A biography of David J. Edmondson given to reporters and posted on the company’s Web site claimed that he earned degrees in theology and psychology from Pacific Coast Baptist College in California.
But the registrar of the school, which moved to Oklahoma in 1998 and renamed itself Heartland Baptist Bible College, told the Fort Worth Star-Telegram that records showed Edmondson completed only two semesters and that the school never offered degrees in psychology.
Edmondson, 46, is scheduled to stand trial in April on charges of driving while intoxicated after being pulled over near his home in a Fort Worth suburb.
The company board issued a statement Tuesday saying it knows about the matters raised in the article “and has given due consideration to them.”
The board said it “reaffirms its support for David Edmondson in fulfilling his role as chief executive officer.”
Edmondson became CEO in May, the hand-picked successor to Leonard Roberts.
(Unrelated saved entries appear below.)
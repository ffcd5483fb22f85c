//! Mapping between a helper's compact DOF order and the canonical element layout
//!
//! The canonical layout of an element with `n` nodes has `6 * n` entries,
//! node by node, each node ordered `[Dx, Dy, Dz, Rx, Ry, Rz]`.

use serde::{Deserialize, Serialize};

use crate::error::{FEAError, FEAResult};
use crate::math::{Mat, Vector};

/// One of the six DOFs of a node
#[derive(Debug, Clone, Copy, PartialEq, Eq, Hash, PartialOrd, Ord, Serialize, Deserialize)]
pub enum Dof {
    Dx,
    Dy,
    Dz,
    Rx,
    Ry,
    Rz,
}

impl Dof {
    pub const ALL: [Dof; 6] = [Dof::Dx, Dof::Dy, Dof::Dz, Dof::Rx, Dof::Ry, Dof::Rz];

    /// Position inside a node block
    pub fn index(self) -> usize {
        self as usize
    }

    pub fn is_rotation(self) -> bool {
        self.index() >= 3
    }
}

/// A DOF of a specific node of an element
#[derive(Debug, Clone, Copy, PartialEq, Eq, Hash, Serialize, Deserialize)]
pub struct LocalDof {
    pub node: usize,
    pub dof: Dof,
}

impl LocalDof {
    pub fn new(node: usize, dof: Dof) -> Self {
        Self { node, dof }
    }

    /// Index in the canonical layout
    pub fn index(&self) -> usize {
        self.node * 6 + self.dof.index()
    }
}

/// Node-major DOF order for `node_count` nodes that each carry `dofs`
pub fn node_major_order(node_count: usize, dofs: &[Dof]) -> Vec<LocalDof> {
    (0..node_count)
        .flat_map(|n| dofs.iter().map(move |d| LocalDof::new(n, *d)))
        .collect()
}

fn check_map(map: &[LocalDof], size: usize) -> FEAResult<()> {
    if let Some(bad) = map.iter().find(|d| d.index() >= size) {
        return Err(FEAError::DimensionError {
            expected: (size, size),
            actual: (bad.index() + 1, bad.index() + 1),
        });
    }
    Ok(())
}

/// Add a helper matrix into the canonical element matrix
pub fn scatter_matrix(target: &mut Mat, source: &Mat, map: &[LocalDof]) -> FEAResult<()> {
    if source.nrows() != map.len() || source.ncols() != map.len() {
        return Err(FEAError::DimensionError {
            expected: (map.len(), map.len()),
            actual: source.shape(),
        });
    }
    if target.nrows() != target.ncols() {
        return Err(FEAError::DimensionError {
            expected: (target.nrows(), target.nrows()),
            actual: target.shape(),
        });
    }
    check_map(map, target.nrows())?;

    for (i, di) in map.iter().enumerate() {
        for (j, dj) in map.iter().enumerate() {
            target[(di.index(), dj.index())] += source[(i, j)];
        }
    }
    Ok(())
}

/// Add a helper vector into the canonical element vector
pub fn scatter_vector(target: &mut Vector, source: &Vector, map: &[LocalDof]) -> FEAResult<()> {
    if source.len() != map.len() {
        return Err(FEAError::DimensionError {
            expected: (map.len(), 1),
            actual: (source.len(), 1),
        });
    }
    check_map(map, target.len())?;

    for (i, d) in map.iter().enumerate() {
        target[d.index()] += source[i];
    }
    Ok(())
}

/// Pick the helper's DOFs out of a canonical vector
pub fn gather(source: &Vector, map: &[LocalDof]) -> FEAResult<Vector> {
    check_map(map, source.len())?;
    Ok(Vector::from_iterator(
        map.len(),
        map.iter().map(|d| source[d.index()]),
    ))
}

/// `P` with `P[i, map[i]] = 1`, so that `helper = P * canonical`
pub fn permutation_matrix(map: &[LocalDof], node_count: usize) -> FEAResult<Mat> {
    let size = 6 * node_count;
    check_map(map, size)?;
    let mut p = Mat::zeros(map.len(), size);
    for (i, d) in map.iter().enumerate() {
        p[(i, d.index())] = 1.0;
    }
    Ok(p)
}

/// Zero the rows and columns of the given canonical indices
pub fn zero_dofs(k: &mut Mat, indices: &[usize]) -> FEAResult<()> {
    if let Some(bad) = indices.iter().find(|i| **i >= k.nrows() || **i >= k.ncols()) {
        return Err(FEAError::DimensionError {
            expected: k.shape(),
            actual: (bad + 1, bad + 1),
        });
    }
    for &i in indices {
        k.row_mut(i).fill(0.0);
        k.column_mut(i).fill(0.0);
    }
    Ok(())
}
He joined the company in 1994 after a background that included founding two churches and working for a direct-marketing company. He has been trying to revive sales and profits, but the company had a disappointing 2005.
Through a spokeswoman, Edmondson declined to comment Tuesday. He told the Star-Telegram that he earned a degree in theology after completing a three-year program through correspondence. He said the college must have lost his paperwork, and he said he never misled RadioShack.
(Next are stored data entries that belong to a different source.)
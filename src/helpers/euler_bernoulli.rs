//! Euler-Bernoulli bending of a two node bar in one plane

use log::warn;

use super::bar::{self, bar_end_fixity, bar_jacobian};
use super::{BeamDirection, ElementHelper, HelperKind, IsoDomain};
use crate::elements::Element;
use crate::error::FEAResult;
use crate::math::{beam_shape_functions, BeamShapeSet, IsoPoint, Mat, Vector};
use crate::permutation::Dof;
use crate::results::Force;

/// Cubic Hermite beam; end releases select the shape functions
#[derive(Debug, Clone, Copy)]
pub struct EulerBernoulliBeamHelper {
    pub direction: BeamDirection,
}

impl EulerBernoulliBeamHelper {
    pub fn new(direction: BeamDirection) -> Self {
        Self { direction }
    }

    fn shape(&self, elm: &Element) -> &'static BeamShapeSet {
        let dofs = self.direction.dofs();
        beam_shape_functions(bar_end_fixity(elm, dofs[0], dofs[1]))
    }

    /// Bending rigidity at `xi`
    pub fn ei_at(&self, elm: &Element, xi: f64) -> FEAResult<f64> {
        let (sec, mat) = bar::properties_at(elm, xi)?;
        let i = match self.direction {
            BeamDirection::Y => sec.iy,
            BeamDirection::Z => sec.iz,
        };
        Ok(mat.ex * i)
    }
}

impl ElementHelper for EulerBernoulliBeamHelper {
    fn kind(&self) -> HelperKind {
        HelperKind::EulerBernoulliBeam(self.direction)
    }

    fn dofs_per_node(&self) -> &'static [Dof] {
        self.direction.dofs()
    }

    fn domain(&self) -> IsoDomain {
        IsoDomain::Line
    }

    fn check(&self, elm: &Element) -> FEAResult<()> {
        bar::check_bar(elm, "Euler-Bernoulli beam")?;
        let dofs = self.direction.dofs();
        if bar_end_fixity(elm, dofs[0], dofs[1]).key() == 0 {
            warn!("element {}: every {:?} bending DOF released", elm.id(), self.direction);
        }
        Ok(())
    }

    /// Rows `[v, dv/dx, d2v/dx2, d3v/dx3]` of the deflection
    fn n_matrix_at(&self, elm: &Element, iso: IsoPoint) -> FEAResult<Mat> {
        bar::check_xi(elm, iso)?;
        let j = bar_jacobian(elm)?;
        let s = self.shape(elm);
        let r = self.direction.rotation_sign() * j;
        let xi = iso.xi;

        let mut n = Mat::zeros(4, 4);
        for order in 0..4 {
            let scale = j.powi(-(order as i32));
            n[(order, 0)] = s.n1.evaluate_derivative(xi, order) * scale;
            n[(order, 1)] = s.m1.evaluate_derivative(xi, order) * scale * r;
            n[(order, 2)] = s.n2.evaluate_derivative(xi, order) * scale;
            n[(order, 3)] = s.m2.evaluate_derivative(xi, order) * scale * r;
        }
        Ok(n)
    }

    /// Curvature row `d2v/dx2`
    fn b_matrix_at(&self, elm: &Element, iso: IsoPoint) -> FEAResult<Mat> {
        Ok(self.n_matrix_at(elm, iso)?.rows(2, 1).into_owned())
    }

    fn d_matrix_at(&self, elm: &Element, iso: IsoPoint) -> FEAResult<Mat> {
        Ok(Mat::from_element(1, 1, self.ei_at(elm, iso.xi)?))
    }

    fn rho_matrix_at(&self, elm: &Element, iso: IsoPoint) -> FEAResult<Mat> {
        let (sec, mat) = bar::properties_at(elm, iso.xi)?;
        Ok(Mat::from_diagonal(&Vector::from_vec(vec![mat.rho * sec.a, 0.0])))
    }

    fn mu_matrix_at(&self, elm: &Element, iso: IsoPoint) -> FEAResult<Mat> {
        let (sec, mat) = bar::properties_at(elm, iso.xi)?;
        Ok(Mat::from_diagonal(&Vector::from_vec(vec![mat.mu * sec.a, 0.0])))
    }

    fn j_matrix_at(&self, elm: &Element, _iso: IsoPoint) -> FEAResult<Mat> {
        Ok(Mat::from_element(1, 1, bar_jacobian(elm)?))
    }

    /// Rows `[deflection, rotation]`
    fn interpolation_at(&self, elm: &Element, iso: IsoPoint) -> FEAResult<Mat> {
        let n = self.n_matrix_at(elm, iso)?;
        let mut out = n.rows(0, 2).into_owned();
        let sign = self.direction.rotation_sign();
        out.row_mut(1).scale_mut(sign);
        Ok(out)
    }

    fn n_max_order(&self, _elm: &Element) -> FEAResult<[usize; 3]> {
        Ok([3, 0, 0])
    }

    fn b_max_order(&self, _elm: &Element) -> FEAResult<[usize; 3]> {
        Ok([1, 0, 0])
    }

    fn det_j_order(&self, _elm: &Element) -> FEAResult<[usize; 3]> {
        Ok([0, 0, 0])
    }

    fn property_order(&self, elm: &Element) -> FEAResult<[usize; 3]> {
        bar::property_order(elm)
    }

    /// Bending moment and shear at `iso`
    fn local_internal_force_at(&self, elm: &Element, u: &Vector, iso: IsoPoint) -> FEAResult<Force> {
        let f = self.n_matrix_at(elm, iso)? * u;
        let ei = self.ei_at(elm, iso.xi)?;

        let mut force = Force::zero();
        match self.direction {
            BeamDirection::Y => {
                force.my = -ei * f[2];
                force.fz = -ei * f[3];
            }
            BeamDirection::Z => {
                force.mz = ei * f[2];
                force.fy = -ei * f[3];
            }
        }
        Ok(force)
    }
}

#[cfg(test)]
mod tests {
    use super::*;
    use crate::elements::{CrossSectionProperties, EndRelease, Material, Node};
    use approx::assert_relative_eq;

    const E: f64 = 200e9;
    const I: f64 = 1e-4;
    const L: f64 = 4.0;

    fn beam() -> Element {
        Element::bar(3, Node::new(0.0, 0.0, 0.0), Node::new(L, 0.0, 0.0))
            .with_section(CrossSectionProperties::new(1e-2, I, I, 1e-5))
            .with_material(Material::isotropic(E, 0.3, 7850.0))
    }

    #[test]
    fn test_fixed_fixed_stiffness() {
        let k = EulerBernoulliBeamHelper::new(BeamDirection::Z)
            .local_stiffness_matrix(&beam())
            .unwrap();
        let ei = E * I;
        assert_relative_eq!(k[(0, 0)], 12.0 * ei / L.powi(3), max_relative = 1e-12);
        assert_relative_eq!(k[(0, 1)], 6.0 * ei / L.powi(2), max_relative = 1e-12);
        assert_relative_eq!(k[(1, 1)], 4.0 * ei / L, max_relative = 1e-12);
        assert_relative_eq!(k[(1, 3)], 2.0 * ei / L, max_relative = 1e-12);

        let ky = EulerBernoulliBeamHelper::new(BeamDirection::Y)
            .local_stiffness_matrix(&beam())
            .unwrap();
        assert_relative_eq!(ky[(0, 1)], -6.0 * ei / L.powi(2), max_relative = 1e-12);
        assert_relative_eq!(ky[(1, 1)], 4.0 * ei / L, max_relative = 1e-12);
    }

    #[test]
    fn test_rigid_rotation_has_no_force() {
        for dir in [BeamDirection::Y, BeamDirection::Z] {
            let h = EulerBernoulliBeamHelper::new(dir);
            let k = h.local_stiffness_matrix(&beam()).unwrap();
            let theta = 1e-3;
            // slope of the deflection is sign * theta
            let s = dir.rotation_sign();
            let u = Vector::from_vec(vec![0.0, theta, s * theta * L, theta]);
            assert!((k * u).amax() < 1e-6);
        }
    }

    #[test]
    fn test_hinged_both_ends_has_no_bending_stiffness() {
        let elm = beam()
            .with_start_release(EndRelease::hinged())
            .with_end_release(EndRelease::hinged());
        let k = EulerBernoulliBeamHelper::new(BeamDirection::Z)
            .local_stiffness_matrix(&elm)
            .unwrap();
        assert!(k.amax() < 1e-9);
    }

    #[test]
    fn test_consistent_mass() {
        let m = EulerBernoulliBeamHelper::new(BeamDirection::Z)
            .local_mass_matrix(&beam())
            .unwrap();
        let c = 7850.0 * 1e-2 * L / 420.0;
        assert_relative_eq!(m[(0, 0)], 156.0 * c, max_relative = 1e-12);
        assert_relative_eq!(m[(0, 1)], 22.0 * L * c, max_relative = 1e-12);
        assert_relative_eq!(m[(0, 2)], 54.0 * c, max_relative = 1e-12);
        assert_relative_eq!(m[(1, 3)], -3.0 * L * L * c, max_relative = 1e-12);
    }

    #[test]
    fn test_kronecker_delta() {
        let h = EulerBernoulliBeamHelper::new(BeamDirection::Y);
        let elm = beam();
        let start = h.interpolation_at(&elm, IsoPoint::on_line(-1.0)).unwrap();
        let end = h.interpolation_at(&elm, IsoPoint::on_line(1.0)).unwrap();
        for c in 0..4 {
            assert_relative_eq!(start[(0, c)], if c == 0 { 1.0 } else { 0.0 }, epsilon = 1e-12);
            assert_relative_eq!(start[(1, c)], if c == 1 { 1.0 } else { 0.0 }, epsilon = 1e-12);
            assert_relative_eq!(end[(0, c)], if c == 2 { 1.0 } else { 0.0 }, epsilon = 1e-12);
            assert_relative_eq!(end[(1, c)], if c == 3 { 1.0 } else { 0.0 }, epsilon = 1e-12);
        }
    }

    #[test]
    fn test_cantilever_tip_load_moment() {
        // tip deflection of P L^3 / 3EI with tip rotation P L^2 / 2EI
        let p = 1000.0;
        let ei = E * I;
        let u = Vector::from_vec(vec![0.0, 0.0, p * L.powi(3) / (3.0 * ei), p * L * L / (2.0 * ei)]);
        let h = EulerBernoulliBeamHelper::new(BeamDirection::Z);
        let f = h.local_internal_force_at(&beam(), &u, IsoPoint::on_line(-1.0)).unwrap();
        assert_relative_eq!(f.mz, p * L, max_relative = 1e-10);
        assert_relative_eq!(f.fy, p, max_relative = 1e-10);
    }
}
The resume listed Edmondson’s degree as a bachelor of science, which requires more courses than the three-year program he mentioned in the interview.
“I am responsible for how I represented myself to the company,” he said. “So anyway, I’ll just say this: If I were going to make stuff up, I probably would have found something a little more impressive to make up.”
Roger Howse, the registrar at Pacific Coast Baptist College who stayed with the school when it moved to Oklahoma City, declined to comment to The Associated Press. He told the Star-Telegram that records showed Edmondson completed only two semesters. He said the school has no reason to believe that its student files are incomplete.
Jack Baskin, a former Pacific Coast Baptist vice president, told Heartland Baptist officials last week that after talking to Edmondson and former employees, he was confident Edmondson graduated in 1980. He did not immediately respond to a request for comment.
Edmondson also said he felt “terrible” about his most recent arrest for driving while intoxicated, in January 2005. According to the Southlake police report, Edmondson failed a sobriety test and declined to take a breath test. The newspaper said he has been using a hired driver because his license was suspended.
Edmondson had been arrested twice before on DWI charges, but was acquitted once and received adjudicated probation on a lesser charge the second time, the newspaper reported.